A/N: To say a MASSIVE THANK YOU for all of the follows and favourites and lovely lovely reviews, I'm going to start doing what some other fic writers already do - I'll send a message to every 50th reviewer and offer to write them a little one-shot fic based upon a prompt that they give me. SO, the 150th reviewer (which is the very next person from when I'm writing this...) will be the first person I contact :) obviously if no one has anything that they want me to write then just ignore any messages I send you. I just wanted to do something nice for you all to say thanks :D
I hope you enjoy! I realise that I described this as slow-burn swan queen and, motherfucker, it is SLOW. BLOODY. BURN. But I promise that the stuff you're all waiting for will be coming soon! Pinky swear. Honest.
xxx
Chapter Eight
'I don't understand,' Henry said, leaning forwards across the table. His forehead was deeply furrowed. 'Are you sure that's what you saw?'
'I'm positive,' August said. He was sat back in his chair, trying to act casual. Inside, however, his nerves were jumping. His heart had been pattering excitedly in his chest since the morning before, when he'd been sat in the exact same spot that he was in now.
'They were together?' Henry clarified, frowning. 'Just… talking?'
'And walking,' August shrugged. 'Don't forget the walking.'
Henry leant back in his seat, sighing. 'It doesn't make sense.

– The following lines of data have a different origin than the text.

//! HTTP/1.x response parsing.
//!
//! The parser reads a status line, header lines and a body framed by
//! `Transfer-Encoding: chunked`, `Content-Length` or the end of the stream.
//! Interim `1xx` responses (other than `101`) are skipped.

use bytes::{Bytes, BytesMut};
use http::{Method, StatusCode};
use thiserror::Error;

use super::Response;
use crate::body::ResponseBlock;
use crate::headers::Headers;
use crate::transport::Socket;
use crate::Error;

const MAX_LINE: usize = 64 * 1024;
const MAX_HEADERS: usize = 256;

/// A malformed or truncated response.
#[derive(Debug, Error, PartialEq, Eq)]
pub enum ParseError {
    /// The status line is not `HTTP/1.x NNN reason`.
    #[error("invalid status line {0:?}")]
    InvalidStatusLine(String),

    /// The protocol version is not HTTP/1.0 or HTTP/1.1.
    #[error("unsupported version {0:?}")]
    InvalidVersion(String),

    /// The status code is not three digits.
    #[error("invalid status code {0:?}")]
    InvalidStatusCode(String),

    /// A header line has no name or no `:` separator.
    #[error("invalid header line {0:?}")]
    InvalidHeader(String),

    /// `Content-Length` is not a number, or several disagree.
    #[error("invalid content-length {0:?}")]
    InvalidContentLength(String),

    /// A chunk size line is not hexadecimal.
    #[error("invalid chunk size {0:?}")]
    InvalidChunkSize(String),

    /// The stream ended before the response was complete.
    #[error("unexpected end of stream")]
    UnexpectedEof,

    /// A line exceeded the parser's limit.
    #[error("line too long")]
    LineTooLong,

    /// Too many header lines.
    #[error("too many headers")]
    TooManyHeaders,
}

impl From<ParseError> for Error {
    fn from(error: ParseError) -> Self {
        Error::Socket(Box::new(error))
    }
}

/// Request details the parser needs.
#[derive(Debug)]
pub(crate) struct ParseOptions<'a> {
    pub(crate) method: &'a Method,
    pub(crate) expects: Option<&'a [u16]>,
    pub(crate) chunk_size: usize,
    pub(crate) response_block: Option<&'a mut ResponseBlock>,
}

/// A parsed response, and whether the socket can carry another request.
#[derive(Debug)]
pub(crate) struct Parsed {
    pub(crate) response: Response,
    pub(crate) reusable: bool,
}

#[derive(Debug, PartialEq, Eq)]
struct StatusLine {
    http10: bool,
    code: StatusCode,
    reason: String,
}

impl StatusLine {
    fn parse(line: &str) -> Result<Self, ParseError> {
        let mut parts = line.splitn(3, ' ');
        let version = parts.next().unwrap_or_default();
        let code = parts
            .next()
            .ok_or_else(|| ParseError::InvalidStatusLine(line.to_owned()))?;
        let reason = parts.next().unwrap_or_default().trim();

        let http10 = match version {
            "HTTP/1.0" => true,
            "HTTP/1.1" => false,
            _ if version.starts_with("HTTP/") => {
                return Err(ParseError::InvalidVersion(version.to_owned()))
            }
            _ => return Err(ParseError::InvalidStatusLine(line.to_owned())),
        };

        if code.len() != 3 || !code.bytes().all(|b| b.is_ascii_digit()) {
            return Err(ParseError::InvalidStatusCode(code.to_owned()));
        }
        let code = StatusCode::from_bytes(code.as_bytes())
            .map_err(|_| ParseError::InvalidStatusCode(code.to_owned()))?;

        Ok(StatusLine {
            http10,
            code,
            reason: reason.to_owned(),
        })
    }
}

enum Framing {
    Empty,
    Chunked,
    Length(u64),
    Close,
}

async fn read_line(socket: &mut Socket) -> Result<String, Error> {
    let mut line = socket.read_line(MAX_LINE).await?;
    if line.last() != Some(&b'\n') {
        return Err(if line.len() >= MAX_LINE {
            ParseError::LineTooLong.into()
        } else {
            ParseError::UnexpectedEof.into()
        });
    }
    line.pop();
    if line.last() == Some(&b'\r') {
        line.pop();
    }
    Ok(String::from_utf8_lossy(&line).into_owned())
}

/// Read header lines up to and including the blank line, appending them to `headers`.
async fn read_headers(socket: &mut Socket, headers: &mut Headers) -> Result<(), Error> {
    let mut count = 0;
    loop {
        let line = read_line(socket).await?;
        if line.is_empty() {
            return Ok(());
        }

        count += 1;
        if count > MAX_HEADERS {
            return Err(ParseError::TooManyHeaders.into());
        }

        let (name, value) = line
            .split_once(':')
            .ok_or_else(|| ParseError::InvalidHeader(line.clone()))?;
        if name.is_empty() || name.bytes().any(|b| b.is_ascii_whitespace()) {
            return Err(ParseError::InvalidHeader(line.clone()).into());
        }
        headers.append(name, value.trim());
    }
}

fn framing(method: &Method, status: StatusCode, headers: &Headers) -> Result<Framing, ParseError> {
    if method == Method::HEAD
        || status.is_informational()
        || status == StatusCode::NO_CONTENT
        || status == StatusCode::NOT_MODIFIED
    {
        return Ok(Framing::Empty);
    }

    let last_coding = headers
        .get_all("Transfer-Encoding")
        .flat_map(|value| value.split(','))
        .map(str::trim)
        .filter(|coding| !coding.is_empty())
        .last();
    if let Some(coding) = last_coding {
        return Ok(if coding.eq_ignore_ascii_case("chunked") {
            Framing::Chunked
        } else {
            Framing::Close
        });
    }

    let mut length = None;
    for value in headers.get_all("Content-Length") {
        for item in value.split(',') {
            let parsed: u64 = item
                .trim()
                .parse()
                .map_err(|_| ParseError::InvalidContentLength(value.to_owned()))?;
            if length.is_some_and(|seen| seen != parsed) {
                return Err(ParseError::InvalidContentLength(value.to_owned()));
            }
            length = Some(parsed);
        }
    }

    Ok(match length {
        Some(0) => Framing::Empty,
        Some(n) => Framing::Length(n),
        None => Framing::Close,
    })
}

/// Where body bytes go: the caller's sink, or a buffer.
struct BodySink<'a> {
    block: Option<&'a mut ResponseBlock>,
    buffer: BytesMut,
}

impl BodySink<'_> {
    fn push(&mut self, chunk: &[u8], remaining: Option<u64>, total: Option<u64>) {
        match self.block.as_mut() {
            Some(block) => block.call(chunk, remaining, total),
            None => self.buffer.extend_from_slice(chunk),
        }
    }

    fn finish(self) -> Bytes {
        self.buffer.freeze()
    }
}

async fn read_sized(
    socket: &mut Socket,
    sink: &mut BodySink<'_>,
    len: u64,
    chunk_size: usize,
    total: Option<u64>,
) -> Result<(), Error> {
    let mut left = len;
    while left > 0 {
        let want = usize::try_from(left).unwrap_or(usize::MAX).min(chunk_size);
        let chunk = socket.read(want).await?;
        if chunk.is_empty() {
            return Err(ParseError::UnexpectedEof.into());
        }
        left -= chunk.len() as u64;
        sink.push(&chunk, total.map(|_| left), total);
    }
    Ok(())
}

async fn read_chunked(
    socket: &mut Socket,
    sink: &mut BodySink<'_>,
    headers: &mut Headers,
    chunk_size: usize,
) -> Result<(), Error> {
    loop {
        let line = read_line(socket).await?;
        let size = line.split(';').next().unwrap_or_default().trim();
        if size.is_empty() || !size.bytes().all(|b| b.is_ascii_hexdigit()) {
            return Err(ParseError::InvalidChunkSize(line).into());
        }
        let size = u64::from_str_radix(size, 16)
            .map_err(|_| ParseError::InvalidChunkSize(line.clone()))?;

        if size == 0 {
            return read_headers(socket, headers).await;
        }

        read_sized(socket, sink, size, chunk_size, None).await?;
        if !read_line(socket).await?.is_empty() {
            return Err(ParseError::InvalidChunkSize("missing chunk terminator".into()).into());
        }
    }
}

async fn read_to_close(
    socket: &mut Socket,
    sink: &mut BodySink<'_>,
    chunk_size: usize,
) -> Result<(), Error> {
    loop {
        let chunk = socket.read(chunk_size).await?;
        if chunk.is_empty() {
            return Ok(());
        }
        sink.push(&chunk, None, None);
    }
}

/// Read one response from `socket`.
///
/// When a response block is supplied and the status is expected, body bytes are
/// handed to the block as they arrive and the returned response has an empty body.
/// A status outside `expects` raises [`Error::HttpStatus`] after the body is read.
pub(crate) async fn parse(socket: &mut Socket, options: ParseOptions<'_>) -> Result<Parsed, Error> {
    let (status, mut headers) = loop {
        let line = read_line(socket).await?;
        let status = StatusLine::parse(&line)?;
        let mut headers = Headers::new();
        read_headers(socket, &mut headers).await?;

        if status.code.is_informational() && status.code != StatusCode::SWITCHING_PROTOCOLS {
            tracing::trace!(status = %status.code, "skipping interim response");
            continue;
        }
        break (status, headers);
    };

    let expected = options
        .expects
        .map_or(true, |expects| expects.contains(&status.code.as_u16()));
    let chunk_size = options.chunk_size.max(1);
    let mut sink = BodySink {
        block: if expected { options.response_block } else { None },
        buffer: BytesMut::new(),
    };

    let mut reusable = !status.http10 || headers.has_token("Connection", "keep-alive");
    match framing(options.method, status.code, &headers)? {
        Framing::Empty => {}
        Framing::Length(len) => read_sized(socket, &mut sink, len, chunk_size, Some(len)).await?,
        Framing::Chunked => read_chunked(socket, &mut sink, &mut headers, chunk_size).await?,
        Framing::Close => {
            reusable = false;
            read_to_close(socket, &mut sink, chunk_size).await?;
        }
    }

    let response = Response::from_parts(status.code, status.reason, headers, sink.finish());
    tracing::trace!(status = %response.status(), body = response.body().len(), "response parsed");

    if !expected {
        return Err(Error::HttpStatus {
            expected: options.expects.unwrap_or_default().to_vec(),
            response: Box::new(response),
        });
    }

    Ok(Parsed { response, reusable })
}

My mom doesn't like Emma. She only went to see her last week because I asked her to… why would she be walking her to work? And why wouldn't she tell me?'
'I have no idea,' August said in a low voice. 'But that's what you need to try and find out.'
'Me?' Henry asked. 'Why?'
'She's not going to tell anyone else,' August said, sipping his coffee. 'Your mom doesn't exactly have a way with making friends, so I hear.'
Henry wrinkled his nose. 'She has Kathryn.'
'Yeah,' August let out a laugh. 'But I get the impression that you don't exactly approve of her.'
Henry looked down, not replying. The half-full mug of cocoa before him had gone cold.
'What don't you like about her?' August asked, resting his arms against the edge of the table.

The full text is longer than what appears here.